Öyle görünse bile, başlığın bir yeniliği ya da özgünlüğü yok. Bundan aşağı yukarı otuz yıl kadar önce, perestroykanın bir soyka olduğunun tescillenişinin hemen ardından  yazdığım kısacık bir şiirin adıdır. Şiirin başlığı mı olur adı mı, o da ayrı, ama söze girerken öyle deyip geçmiş olalım.

Geçmeden önce bu “soyka” sözcüğünün kafiye bulmak için benim uydurduğum bir sözcük olmadığını belirtmem gerekiyor. Anadolu’nun birçok yöresinde, bazen “k” ünsüzü yerine “h” ünsüzü ile de söylenen bu sözcük, aşağılık, kötü, hayırsız, belalı sözcükleriyle de anlatılabilecek bir anlamda karşımıza çıkıyor. Örnek olsun, benim Sivas ve çevresinde doğup yetişmiş büyüklerim can sıkıcı, işe yaramaz, insanların başına dert açıcı kimseler, durumlar, hatta nesneler için “bırak şu soykayı” derlerdi. 

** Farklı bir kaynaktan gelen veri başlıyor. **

//! Compilation model handed over by the host.
//!
//! This is the serde representation of the declarations a compiler front end
//! knows about: source units with their `using` directives, and type
//! declarations with members, base lists and attributes. The generator only
//! reads it.

use std::collections::HashMap;
use std::fmt;

use serde::{Deserialize, Serialize};

use super::member::{Accessibility, PassingMode};

/// Root of the compilation model.
#[derive(Debug, Clone, Default, Serialize, Deserialize)]
pub struct Compilation {
    /// Source units (files) of the compilation.
    #[serde(default)]
    pub units: Vec<CompilationUnit>,
    /// Every type declaration visible to the compilation, including
    /// referenced metadata types.
    #[serde(default)]
    pub types: Vec<TypeDecl>,
}

impl Compilation {
    /// Parse a compilation model from JSON.
    pub fn from_json(json: &str) -> Result<Self, String> {
        serde_json::from_str(json).map_err(|e| format!("Failed to parse compilation model: {e}"))
    }
}

/// A source file and its `using` directives.
#[derive(Debug, Clone, Default, Serialize, Deserialize)]
pub struct CompilationUnit {
    /// Path identifying the unit, as used by [`SourceLocation::path`].
    pub path: String,
    /// Imported names, without the `using` keyword or trailing semicolon.
    #[serde(default)]
    pub usings: Vec<String>,
}

/// A position in a source unit.
#[derive(Debug, Clone, PartialEq, Eq, Hash, Default, Serialize, Deserialize)]
pub struct SourceLocation {
    /// Unit path.
    pub path: String,
    /// One-based line.
    #[serde(default)]
    pub line: u32,
    /// One-based column.
    #[serde(default)]
    pub column: u32,
}

impl fmt::Display for SourceLocation {
    fn fmt(&self, f: &mut fmt::Formatter<'_>) -> fmt::Result {
        write!(f, "{}({},{})", self.path, self.line, self.column)
    }
}

/// Kind of a type declaration.
#[derive(Debug, Clone, Copy, PartialEq, Eq, Hash, Serialize, Deserialize)]
#[serde(rename_all = "snake_case")]
pub enum TypeKind {
    /// `class`
    Class,
    /// `interface`
    Interface,
    /// `struct`
    Struct,
    /// `enum`
    Enum,
    /// `delegate`
    Delegate,
}

impl TypeKind {
    /// C# keyword form.
    pub fn keyword(self) -> &'static str {
        match self {
            TypeKind::Class => "class",
            TypeKind::Interface => "interface",
            TypeKind::Struct => "struct",
            TypeKind::Enum => "enum",
            TypeKind::Delegate => "delegate",
        }
    }
}

/// A type declaration.
#[derive(Debug, Clone, Serialize, Deserialize)]
pub struct TypeDecl {
    /// Simple name, without namespace or type parameters.
    pub name: String,
    /// Containing namespace. Absent or empty for the global namespace.
    #[serde(default)]
    pub namespace: Option<String>,
    /// Declaration kind.
    pub kind: TypeKind,
    /// Declared accessibility. Top-level C# types default to `internal`.
    #[serde(default = "default_type_accessibility")]
    pub accessibility: Accessibility,
    /// `static` modifier.
    #[serde(default)]
    pub is_static: bool,
    /// Base class, qualified.
    #[serde(default)]
    pub base_type: Option<String>,
    /// Directly implemented or extended interfaces, qualified, as written.
    #[serde(default)]
    pub interfaces: Vec<String>,
    /// Generic type parameter names.
    #[serde(default)]
    pub type_parameters: Vec<String>,
    /// Members in declaration order.
    #[serde(default)]
    pub members: Vec<MemberDecl>,
    /// Declaring source locations (several for partial declarations, none
    /// for metadata types).
    #[serde(default)]
    pub locations: Vec<SourceLocation>,
    /// Attributes applied to the declaration.
    #[serde(default)]
    pub attributes: Vec<AttributeDecl>,
}

fn default_type_accessibility() -> Accessibility {
    Accessibility::Internal
}

impl TypeDecl {
    /// Namespace, or `None` for the global namespace.
    pub fn namespace(&self) -> Option<&str> {
        self.namespace.as_deref().filter(|ns| !ns.trim().is_empty())
    }

    /// Namespace-qualified name without type parameters.
    pub fn full_name(&self) -> String {
        match self.namespace() {
            Some(ns) => format!("{ns}.{}", self.name),
            None => self.name.clone(),
        }
    }

    /// Qualified name including type parameters, as it is referenced in
    /// a base list.
    pub fn display_name(&self) -> String {
        if self.type_parameters.is_empty() {
            self.full_name()
        } else {
            format!("{}<{}>", self.full_name(), self.type_parameters.join(", "))
        }
    }
}

/// A member declared on a type.
#[derive(Debug, Clone, Serialize, Deserialize)]
#[serde(tag = "kind", rename_all = "snake_case")]
pub enum MemberDecl {
    /// Property declaration.
    Property(PropertyDecl),
    /// Method declaration, including compiler-synthesized accessors.
    Method(MethodDecl),
}

/// A property declaration.
#[derive(Debug, Clone, Serialize, Deserialize)]
pub struct PropertyDecl {
    /// Property name.
    pub name: String,
    /// Property type, verbatim.
    #[serde(rename = "type")]
    pub ty: String,
    /// Declared accessibility. Interface members default to `public`.
    #[serde(default)]
    pub accessibility: Accessibility,
    /// Whether a `get` accessor is declared.
    #[serde(default)]
    pub has_getter: bool,
    /// Whether a `set` accessor is declared.
    #[serde(default)]
    pub has_setter: bool,
}

/// Method flavour as reported by the compiler.
#[derive(Debug, Clone, Copy, PartialEq, Eq, Default, Serialize, Deserialize)]
#[serde(rename_all = "snake_case")]
pub enum MethodKind {
    /// Regular method.
    #[default]
    Ordinary,
    /// Synthesized `get_X` accessor of a property.
    PropertyGet,
    /// Synthesized `set_X` accessor of a property.
    PropertySet,
}

impl MethodKind {
    /// Whether this method only exists as a property accessor.
    pub fn is_property_accessor(self) -> bool {
        matches!(self, MethodKind::PropertyGet | MethodKind::PropertySet)
    }
}

/// A method declaration.
#[derive(Debug, Clone, Serialize, Deserialize)]
pub struct MethodDecl {
    /// Method name.
    pub name: String,
    /// Return type, verbatim.
    #[serde(default = "default_return_type")]
    pub return_type: String,
    /// Declared accessibility. Interface members default to `public`.
    #[serde(default)]
    pub accessibility: Accessibility,
    /// Generic type parameter names.
    #[serde(default)]
    pub type_parameters: Vec<String>,
    /// Parameters in declaration order.
    #[serde(default)]
    pub parameters: Vec<ParameterDecl>,
    /// Ordinary method or property accessor.
    #[serde(default)]
    pub method_kind: MethodKind,
}

fn default_return_type() -> String {
    "void".to_string()
}

/// A method parameter.
#[derive(Debug, Clone, Serialize, Deserialize)]
pub struct ParameterDecl {
    /// Parameter name.
    pub name: String,
    /// Parameter type, verbatim.
    #[serde(rename = "type")]
    pub ty: String,
    /// Passing mode.
    #[serde(default)]
    pub mode: PassingMode,
}

/// An attribute application.
#[derive(Debug, Clone, Serialize, Deserialize)]
pub struct AttributeDecl {
    /// Attribute name as written or resolved, e.g. `InheritsToNullObj`.
    pub name: String,
    /// Constructor arguments.
    #[serde(default)]
    pub arguments: Vec<AttributeArgument>,
    /// Location of the attribute.
    #[serde(default)]
    pub location: Option<SourceLocation>,
}

/// A constructor argument of an attribute.
#[derive(Debug, Clone, PartialEq, Eq, Serialize, Deserialize)]
#[serde(untagged)]
pub enum AttributeArgument {
    /// Constant value, e.g. an enum's underlying integer.
    Int(i64),
    /// Source expression, e.g. `NullObjLog.DebugLog | NullObjLog.ThrowException`.
    Text(String),
    /// Any other constant (bool, float, null, array). Kept so that one odd
    /// argument does not reject the whole model.
    Other(serde_json::Value),
}

/// Lookup tables over a [`Compilation`].
#[derive(Debug)]
pub struct TypeIndex<'a> {
    by_name: HashMap<String, &'a TypeDecl>,
    by_generic_name: HashMap<String, &'a TypeDecl>,
    units: HashMap<&'a str, &'a CompilationUnit>,
}

impl<'a> TypeIndex<'a> {
    /// Index every type and unit of `compilation`. The first declaration of
    /// a name wins.
    pub fn new(compilation: &'a Compilation) -> Self {
        let mut by_name = HashMap::new();
        let mut by_generic_name = HashMap::new();
        for decl in &compilation.types {
            by_name.entry(decl.full_name()).or_insert(decl);
            by_generic_name
                .entry(generic_key(&decl.full_name(), decl.type_parameters.len()))
                .or_insert(decl);
        }
        let units = compilation
            .units
            .iter()
            .map(|unit| (unit.path.as_str(), unit))
            .collect();
        Self {
            by_name,
            by_generic_name,
            units,
        }
    }

    /// Resolve a type reference such as `Demo.IRepo<int>` or
    /// `global::Demo.IFoo` to its declaration.
    pub fn resolve(&self, reference: &str) -> Option<&'a TypeDecl> {
        let reference = normalize_reference(reference);
        if let Some(decl) = self.by_name.get(reference).copied() {
            return Some(decl);
        }
        let (base, arity) = split_generic(reference);
        if arity == 0 {
            return None;
        }
        self.by_generic_name.get(&generic_key(base, arity)).copied()
    }

    /// Look up a source unit by path.
    pub fn unit(&self, path: &str) -> Option<&'a CompilationUnit> {
        self.units.get(path).copied()
    }
}

/// Strip surrounding whitespace and a `global::` alias from a type reference.
pub fn normalize_reference(reference: &str) -> &str {
    let reference = reference.trim();
    reference.strip_prefix("global::").unwrap_or(reference)
}

fn generic_key(base: &str, arity: usize) -> String {
    format!("{base}`{arity}")
}

/// Split `Name<A, B<C>>` into `("Name", 2)`. Non-generic names have arity 0.
fn split_generic(reference: &str) -> (&str, usize) {
    let Some(open) = reference.find('<') else {
        return (reference, 0);
    };
    let mut depth = 0usize;
    let mut arity = 1;
    for ch in reference[open..].chars() {
        match ch {
            '<' => depth += 1,
            '>' => depth = depth.saturating_sub(1),
            ',' if depth == 1 => arity += 1,
            _ => {}
        }
    }
    (&reference[..open], arity)
}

Şiirin yayımlanma tarihi yazılışından üçbeş yıl sonraya, 1995’in sonlarına rastlıyor. Sessiz Yürüyüş adını taşıyan, ne yazık, yıllardır halkımızın arayıp da çoktan tükenmiş olduğu için ulaşamamanın öfkesini, daha kırılgan olanların ise hüznünü duyduğu o ilk kitaptan alıyorum. Alırken de küçük bir ayraç açarak şunu ekliyorum: Bu son satırlar “kendimizle dalga geçme” faslındandır; malum, az bulunur bir erdem olduğunu yazmıştık geçen haftaların birinde. 

açılıp saçılalım 

bozulup kurulalım

falan filan derken

tek kurşun atmadan

teslim oldular

işin özeti bu

varsa tarihin de bir çöplüğü

şimdi orada olmalılar

özü de bu

Bu üç beş dizeyi, böyle de şiir mi olurmuş diyecekler için satırları diye düzeltelim, yazarken aklımda olan o anlı şanlı partinin onca destansı yılların ardından en sorumlu yerine getirdiği bir hain-i meşhur ve hempaları değildi sadece. Doğrudan doğruya sınıfın kendisi de, daha eskiden Rusya, sonraki uzun ve zaferlerle dolu yıllar boyunca Sovyet sıfatı ile andığımız proletarya ile onun öncüsü olduğu iddiasını pek çok kez kanıtlamış partisi de aklımdaydı. Ama zaman olarak çok fazla sıcağı sıcağına bir yakınlıktaydık ve onlara güvenimiz, yoksa açıklanması git gide güçleşmiş inancımız mı diyelim, hâlâ üst düzeydeydi.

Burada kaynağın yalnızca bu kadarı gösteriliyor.